La crise sanitaire est venue brutalement frapper l’industrie qui a été mise à l’arrêt environ trois mois dans les différents pays producteurs, d’est en ouest, de Chine en février à l’Amérique, Etats-Unis, Mexique, Brésil, en avril.  En Europe, ce sont 2,5 millions de véhicules qui ont été perdus en quatre mois, et les ventes d’avril 2020 ont été inférieures de 76% à celles d’avril 2019. Ce sont des millions d’emplois en jeu. En Europe, 13,8 millions de personnes sont employées dans la filière automobile, soit 6,1% des emplois totaux et 11,4% des emplois manufacturiers.

Or, cette crise vient se surajouter à un environnement déjà complexe. Tous les facteurs qui ont contribués à l’ascension historique de cette industrie depuis 130 ans sont remis en cause : automobile vécue comme un vecteur de liberté, motorisation thermique efficace et peu coûteuse, grandes entreprises dominantes et cartellisées, modèle économique d’accès à la pleine propriété de véhicules régulièrement renouvelés à travers des réseaux propriétaires sous contrôle. Ce système cohérent s’est montré résilient pendant des décennies, surmontant toutes les crises par une nouvelle augmentation des volumes.  Mais, on commence à penser que le « car peak » a été atteint et que le marché pourrait ne jamais dépasser 100 millions de véhicules particuliers. L’issue à la crise peut difficilement se trouver aujourd’hui dans les volumes de production. Face à cette remise en cause générale, l’industrie a manifesté sa colère contre les réglementations, et a commencé, contrainte et forcée, à explorer de nouvelles solutions pour pérenniser son existence à travers l’électrification. Mais, pour l’heure, elle se retourne vers les États pour subvenir à ses besoins immédiats de trésorerie. 

Les mesures de relance de cette industrie, pour être efficaces, ne doivent pas seulement répondre aux défis immédiats, elles doivent contribuer à corriger les problèmes structurels de l’industrie. Or pour les gouvernements européens, confrontés à une opinion publique divisée entre un soutien inconditionnel au libre usage de l’automobile et un rejet parfois violent de ce que la voiture individuelle représente comme facteur de pollution et d’encombrement. 

A terme, se profile dans de nombreux pays une interdiction des moteurs thermiques entre 2030 et 2040 et d’ores et déjà la chute du diesel a sévèrement touché les producteurs européens et provoqué une transformation rapide des habitudes des consommateurs.

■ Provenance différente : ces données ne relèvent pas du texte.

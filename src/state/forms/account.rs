//! Sign-in and registration forms

use super::field::{FieldDescriptor, FieldKind};
use super::form_state::FormFields;
use super::validation::Rule;

pub static SIGN_IN_FIELDS: [FieldDescriptor; 2] = [
    FieldDescriptor {
        id: "email",
        label: "Email",
        kind: FieldKind::Text,
        rules: &[Rule::Required("Email is required")],
    },
    FieldDescriptor {
        id: "password",
        label: "Password",
        kind: FieldKind::Secret,
        rules: &[Rule::Required("Password is required")],
    },
];

pub static REGISTRATION_FIELDS: [FieldDescriptor; 5] = [
    FieldDescriptor {
        id: "fullName",
        label: "Full Name",
        kind: FieldKind::Text,
        rules: &[Rule::Required("Please fill in all required fields.")],
    },
    FieldDescriptor {
        id: "email",
        label: "Email Address",
        kind: FieldKind::Text,
        rules: &[Rule::Required("Please fill in all required fields.")],
    },
    FieldDescriptor {
        id: "password",
        label: "Password",
        kind: FieldKind::Secret,
        rules: &[Rule::Required("Please fill in all required fields.")],
    },
    FieldDescriptor {
        id: "confirmPassword",
        label: "Confirm Password",
        kind: FieldKind::Secret,
        rules: &[],
    },
    FieldDescriptor {
        id: "agreeToTerms",
        label: "I agree to the Terms and Conditions",
        kind: FieldKind::Checkbox,
        rules: &[Rule::Checked("You must agree to the terms and conditions.")],
    },
];

/// State of the sign-in view
#[derive(Debug, Clone)]
pub struct SignInForm {
    pub fields: FormFields,
    /// Message from the last failed attempt
    pub error: Option<String>,
    /// Informational banner, e.g. after registration
    pub notice: Option<String>,
}

impl Default for SignInForm {
    fn default() -> Self {
        Self::new()
    }
}

impl SignInForm {
    pub fn new() -> Self {
        Self {
            fields: FormFields::new(&SIGN_IN_FIELDS),
            error: None,
            notice: None,
        }
    }

    /// Credentials if both fields are filled, revealing messages otherwise
    pub fn credentials(&mut self) -> Option<(String, String)> {
        if !self.fields.is_valid() {
            self.fields.reveal_all();
            return None;
        }
        Some((
            self.fields.text("email").trim().to_string(),
            self.fields.text("password").to_string(),
        ))
    }
}

/// State of the registration view
#[derive(Debug, Clone)]
pub struct RegistrationForm {
    pub fields: FormFields,
    pub error: Option<String>,
}

impl Default for RegistrationForm {
    fn default() -> Self {
        Self::new()
    }
}

impl RegistrationForm {
    pub fn new() -> Self {
        Self {
            fields: FormFields::new(&REGISTRATION_FIELDS),
            error: None,
        }
    }

    /// Check the form, recording the first problem in `error`.
    ///
    /// Terms are checked first, then the password confirmation, then the
    /// remaining required fields.
    pub fn check(&mut self) -> bool {
        self.error = self.first_problem().map(str::to_string);
        self.error.is_none()
    }

    fn first_problem(&self) -> Option<&'static str> {
        if !self.fields.all_valid(&["agreeToTerms"]) {
            return Some("You must agree to the terms and conditions.");
        }
        if self.fields.text("password") != self.fields.text("confirmPassword") {
            return Some("Passwords do not match.");
        }
        if !self.fields.all_valid(&["fullName", "email", "password"]) {
            return Some("Please fill in all required fields.");
        }
        None
    }
}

Rien ne permet, malgré la crise, de remettre en cause ces contraintes qui répondent à des choix forts de politique de mobilité. Les gouvernements, sans se renier en remettant en cause l’ensemble des mesures prises depuis plusieurs années, doivent donc arbitrer entre des objectifs contradictoires :

- Protéger l’automobile indispensable à la plupart de leurs concitoyens, notamment en zone de faible densité, 

- Satisfaire la fraction environnementaliste de la population, notamment urbaine

- Sauver immédiatement l’emploi industriel et toute la filière diffuse

- Consacrer les investissements à la préparation de l’avenir, qui sera électrique 

Atlantico.fr : Le gouvernement a annoncé un plan de relance du secteur automobile alors que l'industrie est à l'arrêt depuis des mois. Que peut-on dire des annonces du Président de la République ?

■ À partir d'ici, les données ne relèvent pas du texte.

//! Form submission pipeline
//!
//! Turns validated form values into a request for one of the external
//! collaborators and maps the result to a [`SubmissionOutcome`]:
//!
//! 1. file attachments are read and base64-encoded,
//! 2. a URL-encoded body, JSON document or store record is built,
//! 3. exactly one call is made, without retries,
//! 4. on success every field is reset to its default.

use super::forms::{FieldValue, FormFields};
use crate::backend::{FormEndpoint, RecordStore, RequestBody, SubmissionError};
use base64::engine::general_purpose::STANDARD;
use base64::Engine;
use serde_json::{json, Map, Value};
use std::fmt;
use std::sync::Arc;
use uuid::Uuid;

/// Result of one submit attempt, shown in a modal until dismissed
#[derive(Debug, Clone, PartialEq, Eq)]
pub enum SubmissionOutcome {
    Pending,
    Success,
    Failure(String),
}

impl SubmissionOutcome {
    pub fn is_pending(&self) -> bool {
        matches!(self, SubmissionOutcome::Pending)
    }

    pub fn is_success(&self) -> bool {
        matches!(self, SubmissionOutcome::Success)
    }
}

/// Body format for form endpoints
#[derive(Debug, Clone, Copy, PartialEq, Eq)]
pub enum BodyEncoding {
    UrlEncoded,
    Json,
}

/// Where a form is delivered
#[derive(Debug, Clone, PartialEq, Eq)]
pub enum Destination {
    Endpoint { url: String, encoding: BodyEncoding },
    Collection { name: String },
}

impl fmt::Display for Destination {
    fn fmt(&self, f: &mut fmt::Formatter<'_>) -> fmt::Result {
        match self {
            Destination::Endpoint { url, encoding } => write!(f, "{url} ({encoding:?})"),
            Destination::Collection { name } => write!(f, "collection '{name}'"),
        }
    }
}

/// A destination plus fields added by the application rather than the user
#[derive(Debug, Clone, PartialEq)]
pub struct SubmissionRequest {
    pub destination: Destination,
    pub extra: Map<String, Value>,
}

impl SubmissionRequest {
    pub fn new(destination: Destination) -> Self {
        Self {
            destination,
            extra: Map::new(),
        }
    }

    pub fn with_extra(mut self, key: &str, value: impl Into<Value>) -> Self {
        self.extra.insert(key.to_string(), value.into());
        self
    }
}

/// A field value after attachment transcoding
#[derive(Debug, Clone, PartialEq, Eq)]
enum EncodedValue {
    Text(String),
    File {
        name: String,
        mime_type: &'static str,
        data: String,
    },
}

/// Delivers submissions to the form endpoint or the document store
#[derive(Clone)]
pub struct SubmissionPipeline {
    endpoint: Arc<dyn FormEndpoint>,
    store: Arc<dyn RecordStore>,
}

impl SubmissionPipeline {
    pub fn new(endpoint: Arc<dyn FormEndpoint>, store: Arc<dyn RecordStore>) -> Self {
        Self { endpoint, store }
    }

    /// Submit the form's current values.
    ///
    /// Errors never escape: they become [`SubmissionOutcome::Failure`] and
    /// the values are kept so the user can retry.
    pub async fn submit(
        &self,
        form: &mut FormFields,
        request: &SubmissionRequest,
    ) -> SubmissionOutcome {
        let attempt = Uuid::new_v4();
        tracing::info!("Submitting form to {} (attempt {attempt})", request.destination);

        match self.deliver(form.values(), request).await {
            Ok(()) => {
                tracing::info!("Submission {attempt} succeeded");
                form.reset();
                SubmissionOutcome::Success
            }
            Err(e) => {
                tracing::warn!("Submission {attempt} failed: {e}");
                SubmissionOutcome::Failure(e.to_string())
            }
        }
    }

    async fn deliver(
        &self,
        values: Vec<(&'static str, FieldValue)>,
        request: &SubmissionRequest,
    ) -> Result<(), SubmissionError> {
        match &request.destination {
            Destination::Endpoint { url, .. } if url.is_empty() => {
                Err(SubmissionError::NotConfigured("Form endpoint URL"))
            }
            Destination::Endpoint { url, encoding } => {
                let encoded = transcode(values).await?;
                let body = match encoding {
                    BodyEncoding::UrlEncoded => {
                        RequestBody::UrlEncoded(url_encoded_pairs(&encoded, &request.extra))
                    }
                    BodyEncoding::Json => {
                        RequestBody::Json(Value::Object(json_document(&encoded, &request.extra)))
                    }
                };
                self.endpoint.post(url, body).await
            }
            Destination::Collection { name } => {
                let encoded = transcode(values).await?;
                let record = self
                    .store
                    .create_record(name, json_document(&encoded, &request.extra))
                    .await?;
                tracing::info!("Stored record {} in {name}", record.id);
                Ok(())
            }
        }
    }
}

/// Read and base64-encode every attached file
async fn transcode(
    values: Vec<(&'static str, FieldValue)>,
) -> Result<Vec<(&'static str, EncodedValue)>, SubmissionError> {
    let mut encoded = Vec::with_capacity(values.len());
    for (id, value) in values {
        let item = match value.attachment() {
            Some(attachment) => {
                let bytes = tokio::fs::read(&attachment.path).await.map_err(|source| {
                    SubmissionError::Attachment {
                        field: id.to_string(),
                        source,
                    }
                })?;
                EncodedValue::File {
                    name: attachment.name.clone(),
                    mime_type: attachment.mime_type(),
                    data: STANDARD.encode(bytes),
                }
            }
            None => EncodedValue::Text(value.submitted_text().to_string()),
        };
        encoded.push((id, item));
    }
    Ok(encoded)
}

fn url_encoded_pairs(
    encoded: &[(&'static str, EncodedValue)],
    extra: &Map<String, Value>,
) -> Vec<(String, String)> {
    let mut pairs = Vec::new();
    for (id, value) in encoded {
        match value {
            EncodedValue::Text(text) => pairs.push((id.to_string(), text.clone())),
            EncodedValue::File {
                name,
                mime_type,
                data,
            } => {
                pairs.push((id.to_string(), data.clone()));
                pairs.push((format!("{id}Name"), name.clone()));
                pairs.push((format!("{id}Type"), mime_type.to_string()));
            }
        }
    }
    for (key, value) in extra {
        let text = match value {
            Value::String(s) => s.clone(),
            Value::Null => String::new(),
            other => other.to_string(),
        };
        pairs.push((key.clone(), text));
    }
    pairs
}

fn json_document(
    encoded: &[(&'static str, EncodedValue)],
    extra: &Map<String, Value>,
) -> Map<String, Value> {
    let mut document = Map::new();
    for (id, value) in encoded {
        let value = match value {
            EncodedValue::Text(text) => Value::String(text.clone()),
            EncodedValue::File {
                name,
                mime_type,
                data,
            } => json!({ "name": name, "mimeType": mime_type, "data": data }),
        };
        document.insert(id.to_string(), value);
    }
    for (key, value) in extra {
        document.insert(key.clone(), value.clone());
    }
    document
}
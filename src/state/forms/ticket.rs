//! Support ticket: a single-page form whose sections unlock in order

use super::field::{ChoiceOption, FieldDescriptor, FieldKind, FieldValue};
use super::form_state::FormFields;
use super::section_gate::SectionGate;
use super::step::StepGroup;
use super::validation::Rule;

#[derive(Debug, Clone, Copy, PartialEq, Eq)]
pub enum TicketSection {
    Requester,
    Issue,
    Priority,
}

impl StepGroup for TicketSection {
    const ALL: &'static [Self] = &[
        TicketSection::Requester,
        TicketSection::Issue,
        TicketSection::Priority,
    ];

    fn title(self) -> &'static str {
        match self {
            TicketSection::Requester => "Requester",
            TicketSection::Issue => "Issue",
            TicketSection::Priority => "Priority",
        }
    }

    fn field_ids(self) -> &'static [&'static str] {
        match self {
            TicketSection::Requester => &["name", "email", "company"],
            TicketSection::Issue => &["subject", "issueType", "description"],
            TicketSection::Priority => &["priority"],
        }
    }
}

pub const COMPANIES: &[ChoiceOption] = &[
    ChoiceOption::new("CITIMAX", "Citimax Group Inc."),
    ChoiceOption::new("DND ORE", "Dean and Deluca Ore"),
    ChoiceOption::new("DND ETON", "Dean and Deluca Eton"),
    ChoiceOption::new("DND Rallos", "Dean and Deluca Scout Rallos"),
    ChoiceOption::new("DND Vertis", "Dean and Deluca Vertis North"),
    ChoiceOption::new("DND Cebu", "Dean and Deluca Cebu"),
    ChoiceOption::new("DND Tanay", "Dean and Deluca Tanay"),
    ChoiceOption::new("DND Commissary", "Dean and Deluca Commissary"),
    ChoiceOption::new("Monte", "Monte De Tesoro"),
    ChoiceOption::new("Compounding", "Lifecore Compounding"),
    ChoiceOption::new("Laboratory", "Lifecore Laboratory"),
    ChoiceOption::new("Oriental", "Oriental Energy"),
    ChoiceOption::new("Hardrock", "Hardrock"),
    ChoiceOption::new("Alishan", "Alishan"),
    ChoiceOption::new("Citinickel", "Citinickel Mines"),
];

pub const ISSUE_TYPES: &[ChoiceOption] = &[
    ChoiceOption::new("Desktop", "Desktop"),
    ChoiceOption::new("Laptop", "Laptop"),
    ChoiceOption::new("Printer", "Printer"),
    ChoiceOption::new("Wi-fi", "Internet Connection"),
];

pub const PRIORITIES: &[ChoiceOption] = &[
    ChoiceOption::new("low", "Low"),
    ChoiceOption::new("medium", "Medium"),
    ChoiceOption::new("high", "High"),
    ChoiceOption::new("critical", "Critical"),
];

pub static TICKET_FIELDS: [FieldDescriptor; 7] = [
    FieldDescriptor {
        id: "name",
        label: "Name",
        kind: FieldKind::Text,
        rules: &[Rule::MinLength(2, "Name must be at least 2 characters")],
    },
    FieldDescriptor {
        id: "email",
        label: "Email",
        kind: FieldKind::Text,
        rules: &[Rule::Email("Please enter a valid email address")],
    },
    FieldDescriptor {
        id: "company",
        label: "Company",
        kind: FieldKind::Choice {
            options: COMPANIES,
            allow_other: false,
        },
        rules: &[Rule::OneOf("Company name is required")],
    },
    FieldDescriptor {
        id: "subject",
        label: "Subject",
        kind: FieldKind::Text,
        rules: &[Rule::MinLength(5, "Subject must be at least 5 characters")],
    },
    FieldDescriptor {
        id: "issueType",
        label: "Issue Type",
        kind: FieldKind::Choice {
            options: ISSUE_TYPES,
            allow_other: true,
        },
        rules: &[Rule::OneOf("Please select the issue type")],
    },
    FieldDescriptor {
        id: "description",
        label: "Description",
        kind: FieldKind::Multiline,
        rules: &[Rule::MinLength(
            10,
            "Description must be at least 10 characters",
        )],
    },
    FieldDescriptor {
        id: "priority",
        label: "Priority Level",
        kind: FieldKind::Choice {
            options: PRIORITIES,
            allow_other: false,
        },
        rules: &[Rule::OneOf("Please select a priority level")],
    },
];

/// Resolution window shown after a priority is picked
pub fn priority_notice(priority: &str) -> Option<&'static str> {
    match priority {
        "low" => Some("Low priority tickets will be resolved within 7 days."),
        "medium" => Some("Medium priority tickets will be resolved within 3–5 days."),
        "high" => Some("High priority tickets will be resolved within 1 day."),
        "critical" => Some("Critical issues will be addressed as soon as possible (ASAP)."),
        _ => None,
    }
}

/// State of the support ticket view
#[derive(Debug, Clone)]
pub struct TicketForm {
    pub fields: FormFields,
    pub sections: SectionGate<TicketSection>,
    /// Priority whose notice is waiting to be acknowledged
    pub priority_notice: Option<String>,
}

impl Default for TicketForm {
    fn default() -> Self {
        Self::new()
    }
}

impl TicketForm {
    pub fn new() -> Self {
        let fields = FormFields::new(&TICKET_FIELDS);
        let sections = SectionGate::new(&fields);
        Self {
            fields,
            sections,
            priority_notice: None,
        }
    }

    /// Fill the email field from the signed-in user unless already typed
    pub fn prefill_email(&mut self, email: &str) {
        if self.fields.text("email").is_empty() {
            self.fields
                .set_value("email", FieldValue::Text(email.to_string()));
            self.refresh();
        }
    }

    /// Re-derive section readiness after any edit
    pub fn refresh(&mut self) {
        self.sections.recompute(&self.fields);
    }

    pub fn active_id(&self) -> Option<&'static str> {
        self.fields
            .iter()
            .nth(self.fields.active_field_index)
            .map(|f| f.id())
    }

    /// Whether the focused field currently accepts input
    pub fn active_is_interactive(&self) -> bool {
        self.active_id()
            .is_some_and(|id| self.sections.is_field_interactive(id))
    }

    /// Move focus to the next interactive field, skipping locked sections
    pub fn focus_next(&mut self, forward: bool) {
        let count = self.fields.iter().count();
        if count == 0 {
            return;
        }
        let ids: Vec<&'static str> = self.fields.iter().map(|f| f.id()).collect();
        let mut index = self.fields.active_field_index;
        for _ in 0..count {
            index = if forward {
                (index + 1) % count
            } else {
                (index + count - 1) % count
            };
            if self.sections.is_field_interactive(ids[index]) {
                self.fields.active_field_index = index;
                return;
            }
        }
    }

    /// Cycle the focused choice; a new priority raises its notice
    pub fn cycle_active_choice(&mut self, step: isize) {
        if !self.active_is_interactive() {
            return;
        }
        let Some(id) = self.active_id() else {
            return;
        };
        if let Some(field) = self.fields.get_mut(id) {
            field.cycle_choice(step);
            field.touched = true;
        }
        if id == "priority" {
            let selected = self.fields.text("priority").to_string();
            self.priority_notice = priority_notice(&selected).map(|_| selected);
        }
        self.refresh();
    }

    /// Whether the whole ticket may be submitted
    pub fn can_submit(&self) -> bool {
        self.sections.all_ready()
    }

    /// Clear values after a successful submission, keeping the user's email
    pub fn reset_after_submit(&mut self, email: Option<&str>) {
        self.fields.reset();
        self.priority_notice = None;
        if let Some(email) = email {
            self.prefill_email(email);
        }
        self.refresh();
    }
}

Jean-Pierre Corniou : Le plan pour la filière automobile présenté par le président Macron vise à satisfaire ces différentes cibles en misant essentiellement sur une électrification rapide de l’offre et sur un soutien choc à la demande. Au total, un million de véhicules électriques devraient être construits en France en 2025. C’est un plan massif et diversifié qui représente une aide globale de 8 milliards € à l’industrie sous forme de trois séries de mesures :

- Soutien à la demande

C’est une mesure classique des plans de soutien à l’automobile qui consiste à pousser les clients chez les concessionnaires pour déclencher un achat qui ne se serait pas spontanément produit. En baissant artificiellement le coût des modèles, c’est une aide au consommateur qui revient en fait à aider les constructeurs. Dès le 1er juin, et jusqu’à la fin de l’année, l’aide versée à un particulier pour l’achat d’une voiture électrique est portée de 6 000 à 7 000 euros, et de 3 000 à 5 000 euros pour les flottes professionnelles, soit 50% de la demande. Ceci ne concerne pas les voitures de haut de gamme, car l’aide est plafonnée aux voitures de moins de 60 000 €, et ne sera à taux plein que pour les voitures de moins de 45 000 €. Les hybrides rechargeables, précédemment oubliées par les aides, peuvent en bénéficier pour un montant de 2 000 € si elles coûtent moins de 50 000 € et disposent d’au moins 50 km d’autonomie en tout électrique.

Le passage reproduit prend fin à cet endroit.